L’opposant congolais Jacky Ndala est cité à comparaître ce mardi 5 novembre devant le Tribunal de paix de Kisnhasa/Kinkole.
Il est poursuivi par la République démocratique du Congo pour « propagation de faux bruits » dans l’affaire de sodomie à l’agence nationale de renseignements, ANR, l’opposant à Denise Mukendi dite Dusauchoy.
Après avoir été notifié de la plainte formulée contre lui par la République démocratique du Congo contre sa personne, Jacky Ndala se dit déçu car c’est lui la victime dans cette affaire.
Interrogé par votre média, il révèle avoir intenté deux actions en justice contre les auteurs des actes deplorables qu’il a subi dans les geôles de l’ANR. Actions restées sans suite, nous confie-t-il au cours d’une interview.
Pour lui, cette plainte contre sa personne est une occasion pour les autorités de le museler, car dit-il : » après la sortie de cette dame, l’état congolais s’est organisé pour m’arracher la parole, à travers le CSAC qui m’a mis sous embargo de 45 jours m’empêchant de prendre la parole. Curieusement c’est le jour où cet embargo prend fin (le 2 novembre), que la plainte contre moi arrive. Je comprends que l’état congolais veut m’empêcher de parler ».

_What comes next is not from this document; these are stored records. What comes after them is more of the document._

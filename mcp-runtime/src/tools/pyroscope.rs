use chrono::Utc;
use grafana_mcp_core::envelope::EnvelopeSpec;
use grafana_mcp_core::error::{Error, Result};
use serde_json::{Map, Value, json};

use crate::args::{arg_optional_string, arg_optional_u64, echo, path_segment, required_string};
use crate::capabilities::Capability;
use crate::registry::{ParamKind, ParamSpec, ToolContext, ToolDescriptor, ToolFuture};
use crate::tools::time::time_window;
use crate::tools::{ensure_datasource, proxy_path};

pub const PROFILE_TYPES: EnvelopeSpec =
    EnvelopeSpec::new("pyroscope_profile_types_result", "profile_types");
pub const LABEL_NAMES: EnvelopeSpec = EnvelopeSpec::new("pyroscope_label_names_result", "labels");
pub const LABEL_VALUES: EnvelopeSpec =
    EnvelopeSpec::new("pyroscope_label_values_result", "values");
pub const PROFILE: EnvelopeSpec = EnvelopeSpec::object("pyroscope_profile");

fn base(tool: ToolDescriptor) -> ToolDescriptor {
    tool.with_capability(Capability::Pyroscope)
        .with_param(ParamSpec::required(
            "datasourceUid",
            ParamKind::String,
            "UID of the Pyroscope datasource",
        ))
        .with_param(ParamSpec::optional(
            "startRfc3339",
            ParamKind::String,
            "Start of the window (default one hour ago)",
        ))
        .with_param(ParamSpec::optional(
            "endRfc3339",
            ParamKind::String,
            "End of the window (default now)",
        ))
}

fn matchers_param() -> ParamSpec {
    ParamSpec::optional(
        "matchers",
        ParamKind::String,
        "Label matchers such as {service_name=\"api\"} (default {})",
    )
}

pub fn descriptors() -> Vec<ToolDescriptor> {
    vec![
        base(ToolDescriptor::new(
            "list_pyroscope_profile_types",
            "List Pyroscope profile types",
            "List the profile types available in a Pyroscope datasource.",
            PROFILE_TYPES,
            list_profile_types,
        )),
        base(ToolDescriptor::new(
            "list_pyroscope_label_names",
            "List Pyroscope label names",
            "List the label names present in a Pyroscope datasource.",
            LABEL_NAMES,
            list_label_names,
        ))
        .with_param(matchers_param()),
        base(ToolDescriptor::new(
            "list_pyroscope_label_values",
            "List Pyroscope label values",
            "List the values of one label in a Pyroscope datasource.",
            LABEL_VALUES,
            list_label_values,
        ))
        .with_param(ParamSpec::required("name", ParamKind::String, "Label name"))
        .with_param(matchers_param()),
        base(ToolDescriptor::new(
            "fetch_pyroscope_profile",
            "Fetch Pyroscope profile",
            "Fetch a Pyroscope profile in DOT format for a profile type and matchers.",
            PROFILE,
            fetch_profile,
        ))
        .with_param(ParamSpec::required(
            "profileType",
            ParamKind::String,
            "Profile type ID, e.g. process_cpu:cpu:nanoseconds:cpu:nanoseconds",
        ))
        .with_param(matchers_param())
        .with_param(ParamSpec::optional(
            "maxNodeDepth",
            ParamKind::Integer,
            "Maximum nodes in the rendered graph",
        )),
    ]
}

/// Wrap bare matchers in braces; empty means all series.
fn normalize_matchers(raw: Option<&str>) -> String {
    match raw.map(str::trim) {
        None | Some("") => "{}".to_string(),
        Some(text) if text.starts_with('{') && text.ends_with('}') => text.to_string(),
        Some(text) => format!("{{{text}}}"),
    }
}

/// Millisecond window parameters under the given key names.
fn window_query(
    args: &Map<String, Value>,
    start_key: &str,
    end_key: &str,
) -> Result<Vec<(String, String)>> {
    let (start, end) = time_window(args, Utc::now())?;
    Ok(vec![
        (start_key.to_string(), start.timestamp_millis().to_string()),
        (end_key.to_string(), end.timestamp_millis().to_string()),
    ])
}

/// First list found under any of `keys`, as strings.
fn listed_strings(payload: &Value, keys: &[&str], what: &str) -> Result<Vec<Value>> {
    let Some(body) = payload.as_object() else {
        return Err(Error::ToolExecution(format!(
            "unexpected response from Pyroscope {what} API"
        )));
    };
    let items = keys
        .iter()
        .find_map(|key| body.get(*key).and_then(Value::as_array))
        .map(|items| {
            items
                .iter()
                .map(|item| match item {
                    Value::String(text) => Value::String(text.clone()),
                    other => Value::String(other.to_string()),
                })
                .collect()
        })
        .unwrap_or_default();
    Ok(items)
}

fn list_profile_types<'a>(ctx: &'a ToolContext, args: &'a Map<String, Value>) -> ToolFuture<'a> {
    Box::pin(async move {
        let uid = required_string(args, "datasourceUid")?;
        let query = window_query(args, "start", "end")?;
        let uid = ensure_datasource(ctx, &uid).await?;
        let payload = ctx
            .client()
            .get_json(&proxy_path(&uid, "/pyroscope/api/v1/profile_types"), &query)
            .await?;
        let types = listed_strings(&payload, &["profileTypes", "types"], "profile types")?;
        Ok(ctx.respond(
            Value::Array(types),
            echo([("datasourceUid", Value::String(uid))]),
        ))
    })
}

fn list_label_names<'a>(ctx: &'a ToolContext, args: &'a Map<String, Value>) -> ToolFuture<'a> {
    Box::pin(async move {
        let uid = required_string(args, "datasourceUid")?;
        let matchers = normalize_matchers(arg_optional_string(args, "matchers")?.as_deref());
        let mut query = vec![("match[]".to_string(), matchers.clone())];
        query.extend(window_query(args, "start", "end")?);
        let uid = ensure_datasource(ctx, &uid).await?;
        let payload = ctx
            .client()
            .get_json(&proxy_path(&uid, "/pyroscope/api/v1/label/names"), &query)
            .await?;
        let names = listed_strings(&payload, &["data", "names"], "label names")?;
        Ok(ctx.respond(
            Value::Array(names),
            echo([
                ("datasourceUid", Value::String(uid)),
                ("matchers", Value::String(matchers)),
            ]),
        ))
    })
}

fn list_label_values<'a>(ctx: &'a ToolContext, args: &'a Map<String, Value>) -> ToolFuture<'a> {
    Box::pin(async move {
        let uid = required_string(args, "datasourceUid")?;
        let name = required_string(args, "name")?;
        let label = path_segment("name", &name)?;
        let matchers = normalize_matchers(arg_optional_string(args, "matchers")?.as_deref());
        let mut query = vec![("match[]".to_string(), matchers.clone())];
        query.extend(window_query(args, "start", "end")?);
        let uid = ensure_datasource(ctx, &uid).await?;
        let path = proxy_path(&uid, &format!("/pyroscope/api/v1/label/{label}/values"));
        let payload = ctx.client().get_json(&path, &query).await?;
        let values = listed_strings(&payload, &["data", "values"], "label values")?;
        Ok(ctx.respond(
            Value::Array(values),
            echo([
                ("datasourceUid", Value::String(uid)),
                ("name", Value::String(name)),
                ("matchers", Value::String(matchers)),
            ]),
        ))
    })
}

fn fetch_profile<'a>(ctx: &'a ToolContext, args: &'a Map<String, Value>) -> ToolFuture<'a> {
    Box::pin(async move {
        let uid = required_string(args, "datasourceUid")?;
        let profile_type = required_string(args, "profileType")?;
        let matchers = normalize_matchers(arg_optional_string(args, "matchers")?.as_deref());
        let max_nodes = arg_optional_u64(args, "maxNodeDepth")?;

        let mut query = vec![("query".to_string(), format!("{profile_type}{matchers}"))];
        query.extend(window_query(args, "from", "until")?);
        query.push(("format".to_string(), "dot".to_string()));
        if let Some(max_nodes) = max_nodes {
            query.push(("max-nodes".to_string(), max_nodes.to_string()));
        }

        let uid = ensure_datasource(ctx, &uid).await?;
        let rendered = ctx
            .client()
            .get_json(&proxy_path(&uid, "/pyroscope/render"), &query)
            .await?;
        Ok(ctx.respond(
            rendered,
            echo([
                ("datasourceUid", Value::String(uid)),
                ("profileType", Value::String(profile_type)),
                ("matchers", Value::String(matchers)),
                ("maxNodeDepth", json!(max_nodes)),
            ]),
        ))
    })
}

En bon citoyen, Jacky Ndala promet de répondre à cette plainte pour rentrer dans ses droits et que réparation soit faite. L’opposant congolais craint par ailleurs que cette affaire ne soit politisée : « même si l’état congolais n’est pas confiant en sa justice, moi j’ai confiance en cette justice, seulement je refuse que ce soit un procès politique ».
De poursuivre : « Je souhaite seulement que la justice soit faite et que le droit soit dit ».
Pour rappel, Jacky Ndala avait confirmé sa plainte pour viol contre Denise Mukendi, lundi 30 septembre dernier au parquet de grande instance de Kinshasa/Gombe. Ce dépôt était intervenu après plusieurs révélations concernant les abus qu’il aurait subi lors de sa détention à l’Agence nationale de renseignements (ANR) en 2021.